"Il faut cultiver notre jardin"

mercredi 20 mai 2020

Idaho

Dès les premières pages on sait que le pire est arrivé. Jenny a sauvagement et sans raisons apparentes tué sa plus jeune fille, May 6 ans, à coup de hache. L'aînée, June, neuf ans, a disparu.
Idaho, 1995, tout bascule pour cette famille qui était partie en montagne ramasser du bois par une chaude journée d'août. Jenny est condamnée et incarcérée, Wade, lui, va refaire sa vie neuf ans plus tard.
Si l'on revient sur ce drame familial c'est par l'intermédiaire d'Ann sa seconde épouse. Terrifiée à l'idée que les souvenirs de cette première famille disparaissent définitivement de la mémoire de Wade - il  souffre de démence sénile foudroyante et perd progressivement la mémoire - Ann cherche à reconstituer les fragments du passé de son époux.
« Un jour d'automne ensoleillé, allongée à côté de lui dans l'herbe, tandis qu'il somnolait, elle (Ann) a senti l'ancienne vie de Wade, ses souvenirs, s'évaporer à travers sa peau. Elle a senti que tout le quittait, tout sauf elle. Alors elle s'est à son tour vidée de sa propre vie pour être sur un pied d'égalité avec lui. Ils sont restés étendus l'un contre l'autre, tel un fragment dans le temps. Un nuage est passé devant le soleil et, à l'intérieur de Wade, il y a eu un basculement qu'elle a perçu. A ce moment-là, elle a laissé un basculement se produire à l'intérieur d'elle-même, et ainsi sils sont redevenus les êtres qu'ils étaient habituellement, encore tout chauds de l'amnésie qu'ils venaient de vivre. »
Anne va donc chercher à comprendre qui étaient cette épouse et ces petites filles vives et malicieuses. La vie d'avant va donc être reconstituée par bribes grâce aux récits de Wade mais aussi à ce que Anna pu saisir de ces gamines qu'elle a connues alors qu'elle était professeur de musique dans leur école.  May et June étaient deux sœurs qui grandissaient l'une avec l'autre, parfois aussi l'une contre l'autre : chamailleries, moments de complicités, beauté d'une éducation libre leur permettant de développer autonomie et imagination.
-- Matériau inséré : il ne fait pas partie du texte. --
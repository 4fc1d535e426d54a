use crate::config::{CONFIG_FILE, CacheBackend, Config, DATABASE_FILE, resolve_workspace_path};
use crate::definition::Catalog;
use crate::registry::ReportRegistry;
use crate::Result;
use reportkit_cache::{
    CacheManager, CacheStore, DummyCacheManager, GenerationCacheManager, Generations, MemoryStore,
    NullStore, SqliteStore,
};
use reportkit_store::{Backend, SqliteBackend};
use std::path::{Path, PathBuf};
use std::sync::Arc;

/// An opened workspace: backend, cache and registered reports.
pub struct Runtime {
    data_dir: PathBuf,
    config: Config,
    backend: Arc<dyn Backend>,
    generations: Arc<Generations>,
    cache_manager: Arc<dyn CacheManager>,
    catalog: Arc<Catalog>,
    registry: ReportRegistry,
}

impl Runtime {
    /// Resolve the workspace directory and open it with its `reportkit.toml`.
    pub fn load(explicit_path: Option<&str>) -> Result<Self> {
        let data_dir = resolve_workspace_path(explicit_path)?;
        let config = Config::load_from(&data_dir.join(CONFIG_FILE))?;
        Self::open(&data_dir, config)
    }

    pub fn open(data_dir: &Path, config: Config) -> Result<Self> {
        std::fs::create_dir_all(data_dir)?;

        let backend: Arc<dyn Backend> =
            Arc::new(SqliteBackend::open(&data_dir.join(DATABASE_FILE))?);
        let store: Arc<dyn CacheStore> = match config.cache.backend {
            CacheBackend::Sqlite => Arc::new(SqliteStore::open(&config.cache.store_path(data_dir))?),
            CacheBackend::Memory => Arc::new(MemoryStore::new()),
            CacheBackend::None => Arc::new(NullStore),
        };
        let generations = Arc::new(Generations::new(store));
        let cache_manager: Arc<dyn CacheManager> = match config.cache.backend {
            CacheBackend::None => Arc::new(DummyCacheManager),
            _ => Arc::new(
                GenerationCacheManager::new(generations.clone()).with_ttl(config.cache.ttl()),
            ),
        };

        let catalog = Arc::new(Catalog::from_config(&config.collections)?);
        for schema in catalog.schemas() {
            backend.register(schema.clone())?;
        }

        let mut registry = ReportRegistry::new(backend.clone(), generations.clone());
        for definition in &config.reports {
            let collection = catalog.get(&definition.collection)?.id.clone();
            for dependency in definition.monitored_collections(&catalog)? {
                registry.monitor(&dependency)?;
            }

            let definition = Arc::new(definition.clone());
            let catalog = catalog.clone();
            let backend = backend.clone();
            let cache_manager = cache_manager.clone();
            registry.register(
                definition.name.clone(),
                collection,
                Arc::new(move || definition.build(&catalog, backend.clone(), cache_manager.clone())),
            )?;
        }

        tracing::debug!(
            data_dir = %data_dir.display(),
            collections = catalog.len(),
            reports = registry.len(),
            "workspace opened"
        );

        Ok(Self {
            data_dir: data_dir.to_path_buf(),
            config,
            backend,
            generations,
            cache_manager,
            catalog,
            registry,
        })
    }

    pub fn data_dir(&self) -> &Path {
        &self.data_dir
    }

    pub fn config(&self) -> &Config {
        &self.config
    }

    pub fn backend(&self) -> &Arc<dyn Backend> {
        &self.backend
    }

    pub fn generations(&self) -> &Arc<Generations> {
        &self.generations
    }

    pub fn cache_manager(&self) -> &Arc<dyn CacheManager> {
        &self.cache_manager
    }

    pub fn catalog(&self) -> &Catalog {
        &self.catalog
    }

    pub fn registry(&self) -> &ReportRegistry {
        &self.registry
    }

    /// Invalidate every cached result at once. Returns the new global generation.
    pub fn flush_cache(&self) -> Result<i64> {
        let generation = self.generations.bump_global()?;
        tracing::info!(generation, "cache flushed");
        Ok(generation)
    }

    /// Restart the generation counter of one declared collection.
    pub fn reset_collection(&self, id: &str) -> Result<()> {
        let schema = self.catalog.get(id)?;
        self.generations.reset(&schema.id)?;
        Ok(())
    }
}
use crate::error::{Error, Result};
use crate::record::{Attr, Computed, Record};
use crate::value::Value;
use regex::Regex;
use std::sync::LazyLock;

static PLACEHOLDER: LazyLock<Regex> =
    LazyLock::new(|| Regex::new(r"\{([A-Za-z_][A-Za-z0-9_.]*)\}").unwrap());

/// Split an attribute path. Query style (`a__b`) wins over dotted (`a.b`).
pub fn split_path(path: &str) -> Vec<&str> {
    if path.contains("__") {
        path.split("__").collect()
    } else {
        path.split('.').collect()
    }
}

/// Outcome of walking a path: either a plain value or something to invoke.
pub enum Resolved<'a> {
    Value(Value),
    Callable {
        func: Computed,
        owner: &'a dyn Record,
    },
}

impl Resolved<'_> {
    pub fn is_callable(&self) -> bool {
        matches!(self, Resolved::Callable { .. })
    }

    /// Invoke a callable with its owner, or return the plain value.
    pub fn into_value(self, path: &str) -> Result<Value> {
        match self {
            Resolved::Value(value) => Ok(value),
            Resolved::Callable { func, owner } => func(owner).map_err(|cause| Error::Call {
                path: path.to_string(),
                cause,
            }),
        }
    }
}

/// Walk `a.b.c` across relations.
///
/// Any absent segment, or a null relation in the middle of the path, is
/// `NotFound`; this never panics on missing intermediates. A path ending on a
/// relation resolves to the related record's display text (null stays null).
pub fn resolve_path<'a>(record: &'a dyn Record, path: &str) -> Result<Resolved<'a>> {
    let segments = split_path(path);
    let last = segments.len() - 1;
    let mut current = record;

    for (idx, segment) in segments.iter().enumerate() {
        let attr = current
            .attr(segment)
            .ok_or_else(|| Error::NotFound(path.to_string()))?;

        if idx == last {
            return Ok(match attr {
                Attr::Value(value) => Resolved::Value(value),
                Attr::Related(Some(related)) => Resolved::Value(Value::Text(related.display())),
                Attr::Related(None) => Resolved::Value(Value::Null),
                Attr::Method(func) => Resolved::Callable {
                    func,
                    owner: current,
                },
            });
        }

        match attr {
            Attr::Related(Some(related)) => current = related,
            _ => return Err(Error::NotFound(path.to_string())),
        }
    }

    Err(Error::NotFound(path.to_string()))
}

/// `resolve_path` followed by invocation of a trailing callable.
pub fn resolve_value(record: &dyn Record, path: &str) -> Result<Value> {
    resolve_path(record, path)?.into_value(path)
}

/// Expand `{path}` placeholders against a record.
pub fn format_template(template: &str, record: &dyn Record) -> Result<String> {
    let mut out = String::with_capacity(template.len());
    let mut last = 0;
    for caps in PLACEHOLDER.captures_iter(template) {
        let (Some(whole), Some(path)) = (caps.get(0), caps.get(1)) else {
            continue;
        };
        out.push_str(&template[last..whole.start()]);
        out.push_str(&resolve_value(record, path.as_str())?.to_string());
        last = whole.end();
    }
    out.push_str(&template[last..]);
    Ok(out)
}

#[cfg(test)]
mod tests {
    use super::*;
    use crate::record::{Entity, computed};
    use crate::schema::{FieldDef, FieldKind, Schema};
    use std::sync::Arc;

    fn log_entry(with_user: bool) -> Entity {
        let user = Arc::new(
            Schema::new("auth.User", "auth_user")
                .field(FieldDef::new("username", FieldKind::Char))
                .display("{username}")
                .method(
                    "get_full_name",
                    computed(|_| Ok(Value::from("Full Name"))),
                ),
        );
        let log = Arc::new(
            Schema::new("admin.LogEntry", "admin_logentry")
                .field(FieldDef::new("action", FieldKind::Char))
                .field(FieldDef::new("user", FieldKind::ForeignKey(user.clone()))),
        );
        let mut entry = Entity::new(log).with("id", 1).with("action", "add");
        let related = with_user
            .then(|| Arc::new(Entity::new(user).with("id", 9).with("username", "sax")));
        entry.set_related("user", related);
        entry
    }

    #[test]
    fn test_resolve_nested_value() {
        let entry = log_entry(true);
        assert_eq!(resolve_value(&entry, "user.username").unwrap(), "sax");
        assert_eq!(resolve_value(&entry, "user__username").unwrap(), "sax");
        assert_eq!(resolve_value(&entry, "user").unwrap(), "sax");
    }

    #[test]
    fn test_trailing_method_is_callable() {
        let entry = log_entry(true);
        let resolved = resolve_path(&entry, "user.get_full_name").unwrap();
        assert!(resolved.is_callable());
        assert_eq!(
            resolved.into_value("user.get_full_name").unwrap(),
            "Full Name"
        );
    }

    #[test]
    fn test_missing_segments_are_not_found() {
        let entry = log_entry(false);
        assert_eq!(
            resolve_value(&entry, "user.username"),
            Err(Error::NotFound("user.username".to_string()))
        );
        assert!(resolve_value(&entry, "action.length").is_err());
        assert!(resolve_value(&entry, "nothing").is_err());
        assert!(resolve_value(&entry, "").is_err());
        assert_eq!(resolve_value(&entry, "user").unwrap(), Value::Null);
    }

    #[test]
    fn test_format_template() {
        let entry = log_entry(true);
        assert_eq!(
            format_template("{action} by {user.username}", &entry).unwrap(),
            "add by sax"
        );
        assert!(format_template("{missing}", &entry).is_err());
    }
}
Peu à peu Ann va comprendre qu'elle a peut-être une part de responsabilité dans ce drame, elle qui se serait immiscée, sans le savoir, dans le salon et dans l'habitacle du pick-up.
L'auteur nous transporte dans les paysages sauvages et âpres de l'Idaho où parfois l'homme peine à faire sa place, elle nous fait découvrir l'atmosphère de cette modeste demeure plantée dans la montagne mais surtout elle nous permet de suivre le cheminement des âmes des personnages. C'est aussi un roman qui, l'air de rien, pose des questions fondamentales. Comment vivre avec la perte et la culpabilité, le doute et le dégoût de soi ? Comment se reconstruire sur des ruines ? Ces questions sont particulièrement incarnées dans le personnage de Jenny et des ses compagnes de détention (des moments intenses).
Roman polyphonique jamais mièvre, Idaho se présente comme un puzzle temporel puisque la narration embrasse une période qui s'étend de 1973 à 2025. Le style est sobre mais puissant. Un roman qui nous emporte au fond des âmes et qui observe les êtres avec beaucoup d'empathie.
Une très belle découverte !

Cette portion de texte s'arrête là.